[WHAT THE EXERCISE ASKS]
Print the first line of the records below and every line after it, up to and including the line with "use tracing::error;". Print nothing else.

*** THE RECORDS

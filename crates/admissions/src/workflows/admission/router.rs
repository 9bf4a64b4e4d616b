use std::sync::Arc;

use axum::{
    extract::{Path, Query, State},
    http::{HeaderMap, StatusCode},
    response::{IntoResponse, Response},
    routing::{get, patch, post, put},
    Router,
};
use serde::{Deserialize, Serialize};
use serde_json::json;
use tracing::error;

use super::domain::{
    Actor, Application, ApplicationId, ApplicationStatus, ApplicationSubmission, TrackingToken,
};
use super::service::{
    AdmissionError, AdmissionRequest, AdmissionService, ApplicationQuery, LinkKind, StatusUpdate,
};
use super::transitions;

/// Header carrying the staff member's display name on staff routes.
pub const STAFF_HEADER: &str = "x-staff-name";

const CHECK_DETAILS: &str = "we could not find an application matching those details; please check your details and try again";

/// Applicant-facing routes. Everything past submission is gated by the tracking token.
pub fn public_router(service: Arc<AdmissionService>) -> Router {
    Router::new()
        .route("/api/v1/admissions/applications", post(submit_handler))
        .route("/api/v1/admissions/tracking/resolve", post(resolve_handler))
        .route("/api/v1/admissions/tracking/:token", get(track_handler))
        .route(
            "/api/v1/admissions/tracking/:token/documents",
            put(documents_handler),
        )
        .route(
            "/api/v1/admissions/tracking/:token/payment-receipt",
            put(payment_receipt_handler),
        )
        .with_state(service)
}

/// Admissions-office routes.
pub fn staff_router(service: Arc<AdmissionService>) -> Router {
    Router::new()
        .route("/api/v1/admissions/staff/applications", get(list_handler))
        .route("/api/v1/admissions/staff/walk-ins", post(walk_in_handler))
        .route("/api/v1/admissions/staff/summary", get(summary_handler))
        .route(
            "/api/v1/admissions/staff/applications/:application_id",
            get(detail_handler),
        )
        .route(
            "/api/v1/admissions/staff/applications/:application_id/history",
            get(history_handler),
        )
        .route(
            "/api/v1/admissions/staff/applications/:application_id/status",
            patch(status_handler),
        )
        .route(
            "/api/v1/admissions/staff/applications/:application_id/admit",
            post(admit_handler),
        )
        .route(
            "/api/v1/admissions/staff/applications/:application_id/links/:kind",
            put(link_handler),
        )
        .with_state(service)
}

pub fn admission_router(service: Arc<AdmissionService>) -> Router {
    public_router(service.clone()).merge(staff_router(service))
}

#[derive(Debug, Deserialize)]
pub(crate) struct ResolveRequest {
    pub reference_number: String,
    pub date_of_birth: String,
}

#[derive(Debug, Deserialize)]
pub(crate) struct LinkRequest {
    pub url: String,
}

#[derive(Debug, Deserialize)]
pub(crate) struct WalkInRequest {
    pub lead: ApplicationStatus,
    #[serde(flatten)]
    pub submission: ApplicationSubmission,
}

fn staff_actor(headers: &HeaderMap) -> Actor {
    let name = headers
        .get(STAFF_HEADER)
        .and_then(|value| value.to_str().ok())
        .map(str::trim)
        .filter(|name| !name.is_empty())
        .unwrap_or("admissions office");
    Actor::staff(name)
}

/// Staff see the real reason for every failure.
fn staff_error(err: AdmissionError) -> Response {
    let (status, code) = match &err {
        AdmissionError::Validation(_) => (StatusCode::UNPROCESSABLE_ENTITY, "validation"),
        AdmissionError::NotFound => (StatusCode::NOT_FOUND, "not_found"),
        AdmissionError::InvalidTransition(_) => (StatusCode::CONFLICT, "invalid_transition"),
        AdmissionError::Conflict => (StatusCode::CONFLICT, "conflict"),
        AdmissionError::AdmissionFailed { .. } => (StatusCode::BAD_GATEWAY, "admission_failed"),
        AdmissionError::Unavailable(_) => (StatusCode::SERVICE_UNAVAILABLE, "unavailable"),
    };

    let mut payload = json!({
        "error": err.to_string(),
        "code": code,
    });
    match &err {
        AdmissionError::AdmissionFailed { step, .. } => {
            payload["step"] = json!(step);
        }
        AdmissionError::InvalidTransition(transition) => {
            payload["from"] = json!(transition.from);
            payload["to"] = json!(transition.to);
        }
        _ => {}
    }
    (status, axum::Json(payload)).into_response()
}

/// Applicants never learn which field or record was wrong.
fn public_error(err: AdmissionError) -> Response {
    match err {
        AdmissionError::NotFound => (
            StatusCode::NOT_FOUND,
            axum::Json(json!({ "error": CHECK_DETAILS })),
        )
            .into_response(),
        AdmissionError::Validation(_) => (
            StatusCode::UNPROCESSABLE_ENTITY,
            axum::Json(json!({ "error": CHECK_DETAILS })),
        )
            .into_response(),
        AdmissionError::Conflict => (
            StatusCode::CONFLICT,
            axum::Json(json!({ "error": "your application changed while saving; please try again" })),
        )
            .into_response(),
        other => {
            error!(error = %other, "public admission request failed");
            (
                StatusCode::SERVICE_UNAVAILABLE,
                axum::Json(json!({ "error": "admissions are temporarily unavailable" })),
            )
                .into_response()
        }
    }
}

pub(crate) async fn submit_handler(
    State(service): State<Arc<AdmissionService>>,
    axum::Json(submission): axum::Json<ApplicationSubmission>,
) -> Response {
    match service.submit(submission) {
        Ok(application) => {
            let payload = json!({
                "reference_number": application.reference_number,
                "tracking_token": application.tracking_token,
                "status": application.status.label(),
            });
            (StatusCode::CREATED, axum::Json(payload)).into_response()
        }
        Err(err) => public_error(err),
    }
}

pub(crate) async fn resolve_handler(
    State(service): State<Arc<AdmissionService>>,
    axum::Json(request): axum::Json<ResolveRequest>,
) -> Response {
    match service.resolve_tracking_token(&request.reference_number, &request.date_of_birth) {
        Ok(token) => {
            (StatusCode::OK, axum::Json(json!({ "tracking_token": token }))).into_response()
        }
        Err(err) => public_error(err),
    }
}

pub(crate) async fn track_handler(
    State(service): State<Arc<AdmissionService>>,
    Path(token): Path<String>,
) -> Response {
    match service.get_by_tracking_token(&TrackingToken(token)) {
        Ok(record) => (StatusCode::OK, axum::Json(record.tracking_view())).into_response(),
        Err(err) => public_error(err),
    }
}

pub(crate) async fn documents_handler(
    State(service): State<Arc<AdmissionService>>,
    Path(token): Path<String>,
    axum::Json(request): axum::Json<LinkRequest>,
) -> Response {
    let token = TrackingToken(token);
    match service.submit_documents_link(&token, &request.url) {
        Ok(application) => link_ack(application.documents_link),
        Err(err) => public_error(err),
    }
}

pub(crate) async fn payment_receipt_handler(
    State(service): State<Arc<AdmissionService>>,
    Path(token): Path<String>,
    axum::Json(request): axum::Json<LinkRequest>,
) -> Response {
    let token = TrackingToken(token);
    match service.submit_payment_receipt_link(&token, &request.url) {
        Ok(application) => link_ack(application.payment_receipt_link),
        Err(err) => public_error(err),
    }
}

fn link_ack(stored: Option<String>) -> Response {
    (
        StatusCode::OK,
        axum::Json(json!({ "accepted": true, "link": stored })),
    )
        .into_response()
}

pub(crate) async fn list_handler(
    State(service): State<Arc<AdmissionService>>,
    Query(query): Query<ApplicationQuery>,
) -> Response {
    match service.list(&query) {
        Ok(applications) => (StatusCode::OK, axum::Json(applications)).into_response(),
        Err(err) => staff_error(err),
    }
}

pub(crate) async fn summary_handler(State(service): State<Arc<AdmissionService>>) -> Response {
    match service.pipeline_summary() {
        Ok(summary) => (StatusCode::OK, axum::Json(summary)).into_response(),
        Err(err) => staff_error(err),
    }
}

pub(crate) async fn walk_in_handler(
    State(service): State<Arc<AdmissionService>>,
    headers: HeaderMap,
    axum::Json(request): axum::Json<WalkInRequest>,
) -> Response {
    match service.register_walk_in(request.submission, request.lead, staff_actor(&headers)) {
        Ok(application) => (StatusCode::CREATED, axum::Json(application)).into_response(),
        Err(err) => staff_error(err),
    }
}

/// Staff view of one application plus the moves the status dropdown may offer.
#[derive(Serialize)]
struct ApplicationDetail {
    #[serde(flatten)]
    application: Application,
    next_statuses: Vec<ApplicationStatus>,
}

pub(crate) async fn detail_handler(
    State(service): State<Arc<AdmissionService>>,
    Path(application_id): Path<String>,
) -> Response {
    match service.get(&ApplicationId(application_id)) {
        Ok(record) => {
            let detail = ApplicationDetail {
                next_statuses: transitions::next_statuses(record.status()),
                application: record.application,
            };
            (StatusCode::OK, axum::Json(detail)).into_response()
        }
        Err(err) => staff_error(err),
    }
}

pub(crate) async fn history_handler(
    State(service): State<Arc<AdmissionService>>,
    Path(application_id): Path<String>,
) -> Response {
    match service.history(&ApplicationId(application_id)) {
        Ok(history) => (StatusCode::OK, axum::Json(history)).into_response(),
        Err(err) => staff_error(err),
    }
}

pub(crate) async fn status_handler(
    State(service): State<Arc<AdmissionService>>,
    Path(application_id): Path<String>,
    headers: HeaderMap,
    axum::Json(update): axum::Json<StatusUpdate>,
) -> Response {
    let actor = staff_actor(&headers);
    let id = ApplicationId(application_id);
    let result = tokio::task::spawn_blocking(move || service.update_status(&id, update, actor)).await;

    match result {
        Ok(Ok(change)) => {
            let payload = json!({
                "application": change.application,
                "notification_sent": change.notification_sent(),
                "notification": change.notification,
                "admission": change.admission,
            });
            (StatusCode::OK, axum::Json(payload)).into_response()
        }
        Ok(Err(err)) => staff_error(err),
        Err(join) => blocking_failure(join),
    }
}

pub(crate) async fn admit_handler(
    State(service): State<Arc<AdmissionService>>,
    Path(application_id): Path<String>,
    headers: HeaderMap,
    axum::Json(request): axum::Json<AdmissionRequest>,
) -> Response {
    let actor = staff_actor(&headers);
    let id = ApplicationId(application_id);
    // Credential hashing is CPU bound.
    let result = tokio::task::spawn_blocking(move || service.admit(&id, request, actor)).await;

    match result {
        Ok(Ok(outcome)) => (StatusCode::OK, axum::Json(outcome)).into_response(),
        Ok(Err(err)) => staff_error(err),
        Err(join) => blocking_failure(join),
    }
}

pub(crate) async fn link_handler(
    State(service): State<Arc<AdmissionService>>,
    Path((application_id, kind)): Path<(String, String)>,
    headers: HeaderMap,
    axum::Json(request): axum::Json<LinkRequest>,
) -> Response {
    let kind = match kind.as_str() {
        "documents" => LinkKind::Documents,
        "payment-receipt" => LinkKind::PaymentReceipt,
        other => {
            let payload = json!({
                "error": format!("unknown link kind '{other}'"),
                "code": "not_found",
            });
            return (StatusCode::NOT_FOUND, axum::Json(payload)).into_response();
        }
    };

    let actor = staff_actor(&headers);
    match service.attach_link(&ApplicationId(application_id), kind, &request.url, &actor) {
        Ok(application) => (StatusCode::OK, axum::Json(application)).into_response(),
        Err(err) => staff_error(err),
    }
}

fn blocking_failure(err: tokio::task::JoinError) -> Response {
    error!(error = %err, "admission task did not complete");
    let payload = json!({
        "error": "admission task did not complete",
        "code": "internal",
    });
    (StatusCode::INTERNAL_SERVER_ERROR, axum::Json(payload)).into_response()
}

******

[ANSWER FOR THE TASK]
filename crates/admissions/src/workflows/admission/router.rs
repository 9bf4a64b4e4d616b
use std::sync::Arc;

use axum::{
    extract::{Path, Query, State},
    http::{HeaderMap, StatusCode},
    response::{IntoResponse, Response},
    routing::{get, patch, post, put},
    Router,
};
use serde::{Deserialize, Serialize};
use serde_json::json;
use tracing::error;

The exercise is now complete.